Treatments for Vascular Disease:

Advanced vascular disease cannot be reversed by drug therapy, and most patients rely upon surgical intervention. For coronary intervention, the use of stents has increasingly replaced bypass surgery. A stent comprises a cylindrical metallic framework, which is inserted into the restricted vessel via a catheter, and is expanded to enlarge the flow area at the site of the restriction, where it is left in place to effectively hold the vessel open to flow. Over 40% of coronary stents failed in the first year owing to the development of stent-associated vascular disease, a process called restenosis, which could occlude the narrow bore coronary artery within a small number of months. An effective solution to coronary artery stent restenosis was provided by the advent of drug eluting coronary stents, which were coated with a slow-release polymer containing drugs to prevent proliferation of disease cells. Drug eluting stents have reduced coronary stent restenosis to acceptable levels.

Drug eluting stents have not, however, proved so successful in important areas of peripheral vascular disease such as the neck (carotid artery stents), legs (femoral artery stents), and kidneys (renal artery stents). Much vascular disease associated with coronary stent restenosis is thought to focus on areas where the artery wall has been scarred by stent implantation.

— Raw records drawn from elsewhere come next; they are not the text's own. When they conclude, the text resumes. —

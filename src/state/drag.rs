//! Drag and drop - the drop-zone negotiation.
//!
//! A drag starts from the palette (payload: a field tag) or from a live node
//! (payload: the node). Starting broadcasts what is being dragged so every
//! compatible node shows its drop zones; ending broadcasts the matching
//! "done" event so they hide again.
//!
//! ```text
//! Idle ──begin(Palette)──► CreatingField(tag) ──end──► Idle   (CreatedField)
//! Idle ──begin(field)────► MovingField(node)  ──end──► Idle   (MovedField)
//! Idle ──begin(section)──► MovingSection(node)──end──► Idle   (MovedSection)
//! ```
//!
//! A drop is validated completely before anything changes: a rejected drop
//! returns an error and the document is exactly as it was.

use tracing::{debug, warn};

use crate::error::{FormError, Result};
use crate::events::{broadcast, BroadcastEvent};
use crate::nodes::{get_node, is_registered, structure, Canvas, Node};
use crate::reactive::Reactive;
use crate::types::{InsertPosition, NodeId, Placement};

/// What is being dragged.
#[derive(Clone, Debug, PartialEq, Eq)]
pub enum DragPayload {
    /// A new field of this type, from the palette.
    Palette(String),
    /// An existing section or field.
    Node(NodeId),
}

#[derive(Clone, Debug, Default, PartialEq, Eq)]
pub enum DragState {
    #[default]
    Idle,
    CreatingField(String),
    MovingField(NodeId),
    MovingSection(NodeId),
}

/// Where the pointer is when dropping.
#[derive(Clone, Copy, Debug, PartialEq, Eq)]
pub enum DropTarget {
    /// One of `node`'s drop zones.
    Zone { node: NodeId, position: InsertPosition },
    /// The body of a container; the payload is appended.
    Container(NodeId),
}

thread_local! {
    static DRAG: Reactive<DragState> = Reactive::new(DragState::Idle);
}

/// Current drag state. Tracked.
pub fn drag_state() -> DragState {
    DRAG.with(Reactive::get)
}

pub fn is_dragging() -> bool {
    DRAG.with(|drag| drag.with_untracked(|state| *state != DragState::Idle))
}

/// Start dragging `payload`. A drag already in progress is ended first.
pub fn begin_drag(payload: DragPayload) -> Result<()> {
    if is_dragging() {
        end_drag();
    }

    let (state, event) = match payload {
        DragPayload::Palette(tag) => {
            if !is_registered(&tag) {
                return Err(FormError::UnknownFieldType(tag));
            }
            (DragState::CreatingField(tag.clone()), BroadcastEvent::CreatingField { tag })
        }
        DragPayload::Node(node) => match get_node(node) {
            Some(found) if !found.is_live() => return Err(FormError::NodeNotLive(node)),
            Some(Node::Field(_)) => (DragState::MovingField(node), BroadcastEvent::MovingField { node }),
            Some(Node::Section(_)) => (DragState::MovingSection(node), BroadcastEvent::MovingSection { node }),
            None => return Err(FormError::UnknownNode(node)),
        },
    };

    debug!(?state, "drag started");
    DRAG.with(|drag| drag.set(state));
    broadcast(event);
    Ok(())
}

fn zone_of(node: NodeId, position: InsertPosition) -> Option<crate::nodes::DropZone> {
    get_node(node).map(|found| found.zones().zone(position).clone())
}

/// The pointer entered `target`; a visible zone shows its insert indicator.
pub fn drag_over(target: DropTarget) {
    if let DropTarget::Zone { node, position } = target
        && let Some(zone) = zone_of(node, position)
    {
        zone.drag_over();
    }
}

pub fn drag_leave(target: DropTarget) {
    if let DropTarget::Zone { node, position } = target
        && let Some(zone) = zone_of(node, position)
    {
        zone.drag_leave();
    }
}

/// Drop the current payload on `target`. Returns the placed node.
pub fn drop_payload(canvas: &Canvas, target: DropTarget) -> Result<NodeId> {
    let state = DRAG.with(Reactive::get_untracked);

    let placement = match target {
        DropTarget::Zone { node, position } => {
            let zone = zone_of(node, position).ok_or(FormError::UnknownNode(node))?;
            if !zone.is_visible() {
                warn!(%node, %position, "drop on a hidden zone");
                return Err(FormError::InvalidDropTarget(format!("{position} zone of {node} is not shown")));
            }
            zone.drag_leave();
            Placement::Adjacent { target: node, position }
        }
        DropTarget::Container(container) => Placement::Append(container),
    };

    let result = match state {
        DragState::Idle => Err(FormError::InvalidDropTarget("nothing is being dragged".into())),
        DragState::CreatingField(tag) => canvas.insert_field(&tag, placement).map(|field| field.node_id()),
        DragState::MovingField(node) | DragState::MovingSection(node) => {
            structure::move_node(node, placement).map(|()| node)
        }
    };

    match &result {
        Ok(node) => debug!(%node, ?placement, "dropped"),
        Err(err) => warn!(%err, ?placement, "drop rejected"),
    }
    result
}

/// Finish the drag, dropped or not. Every zone hides.
pub fn end_drag() {
    let state = DRAG.with(|drag| drag.with_untracked(Clone::clone));
    let event = match state {
        DragState::Idle => return,
        DragState::CreatingField(_) => BroadcastEvent::CreatedField,
        DragState::MovingField(node) => BroadcastEvent::MovedField { node },
        DragState::MovingSection(node) => BroadcastEvent::MovedSection { node },
    };
    DRAG.with(|drag| drag.set(DragState::Idle));
    broadcast(event);
    debug!("drag ended");
}

pub fn reset_drag() {
    DRAG.with(|drag| drag.set(DragState::Idle));
}

#[cfg(test)]
mod tests {
    use super::*;
    use crate::config::DesignerConfig;
    use crate::fields::register_builtin_fields;

    fn setup() -> Canvas {
        crate::reset_designer();
        register_builtin_fields();
        Canvas::new(DesignerConfig::default()).unwrap()
    }

    #[test]
    fn test_palette_drag_shows_field_zones_only() {
        let canvas = setup();
        let section = canvas.add_section().unwrap();
        let field = canvas.insert_field("text", Placement::Append(section.node_id())).unwrap();

        begin_drag(DragPayload::Palette("number".into())).unwrap();
        assert!(is_dragging());
        assert!(field.zones().any_visible());
        assert!(!section.zones().any_visible());

        let zone = DropTarget::Zone {
            node: field.node_id(),
            position: InsertPosition::BeforeBegin,
        };
        drag_over(zone);
        assert!(field.zones().zone(InsertPosition::BeforeBegin).is_indicated());
        drag_leave(zone);
        assert!(!field.zones().zone(InsertPosition::BeforeBegin).is_indicated());

        let created = drop_payload(&canvas, zone).unwrap();
        end_drag();
        assert_eq!(section.field_ids()[0], crate::engine::get_id(created).unwrap());
        assert!(!field.zones().any_visible());
        assert_eq!(drag_state(), DragState::Idle);
    }

    #[test]
    fn test_section_drag_reorders_sections() {
        let canvas = setup();
        let first = canvas.add_section().unwrap();
        let second = canvas.add_section().unwrap();

        begin_drag(DragPayload::Node(second.node_id())).unwrap();
        assert_eq!(drag_state(), DragState::MovingSection(second.node_id()));
        assert!(first.zones().any_visible());
        assert!(!second.zones().any_visible());

        let zone = DropTarget::Zone {
            node: first.node_id(),
            position: InsertPosition::BeforeBegin,
        };
        drop_payload(&canvas, zone).unwrap();
        end_drag();

        let order: Vec<NodeId> = canvas.sections().iter().map(|section| section.node_id()).collect();
        assert_eq!(order, vec![second.node_id(), first.node_id()]);
        assert!(!first.zones().any_visible());
    }

    #[test]
    fn test_invalid_drags_are_rejected() {
        let canvas = setup();
        assert!(matches!(
            drop_payload(&canvas, DropTarget::Container(canvas.root())),
            Err(FormError::InvalidDropTarget(_))
        ));

        let detached = canvas.create_field("text").unwrap();
        assert_eq!(
            begin_drag(DragPayload::Node(detached.node_id())),
            Err(FormError::NodeNotLive(detached.node_id()))
        );
        assert_eq!(
            begin_drag(DragPayload::Node(NodeId(999))),
            Err(FormError::UnknownNode(NodeId(999)))
        );
        assert!(!is_dragging());
    }
}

In larger peripheral arteries this type of vascular disease only provides one element of a more complex disease process, much of which is controlled by blood flow dynamics. Additionally, many peripheral vascular stents are subject to physical stresses that can lead to early mechanical failure.

The VeryanFlow^TM Solution:

Currently available vascular stents and grafts are two-dimensional tubular devices, which generate unstable, non-swirling blood flow into the downstream vessel. As a result, they speed the development of vascular disease in their outflow tracts, and possible for a considerable distance downstream of the device.

Veryan Medical is developing a platform of vascular technologies to more effectively address peripheral vascular disease by re-introducing natural swirling blood flow. This stable, swirling blood flow smoothes vessel wall shear at the outflow tract, provides effective cross-mixing to optimise nutrient supply to the vessel walls, and washes out potential areas of stagnant flow.

The SwirlGraft^TM has demonstrated that stable swirling blood flow at the outflow of a vascular graft demonstrably reduces vascular disease (outflow stenosis) and improves graft patency. Veryan Medical’s SwirlFlow^TM stent platform is initially being developed for femoral artery disease, where the helical stent geometry has two important advantages: improved mechanical flexibility and durability, and the generation of stable swirling flow to control this area of complex disease progression.

Veryan Medical’s technology platform is protected by ten granted and pending international patents dating from 1993.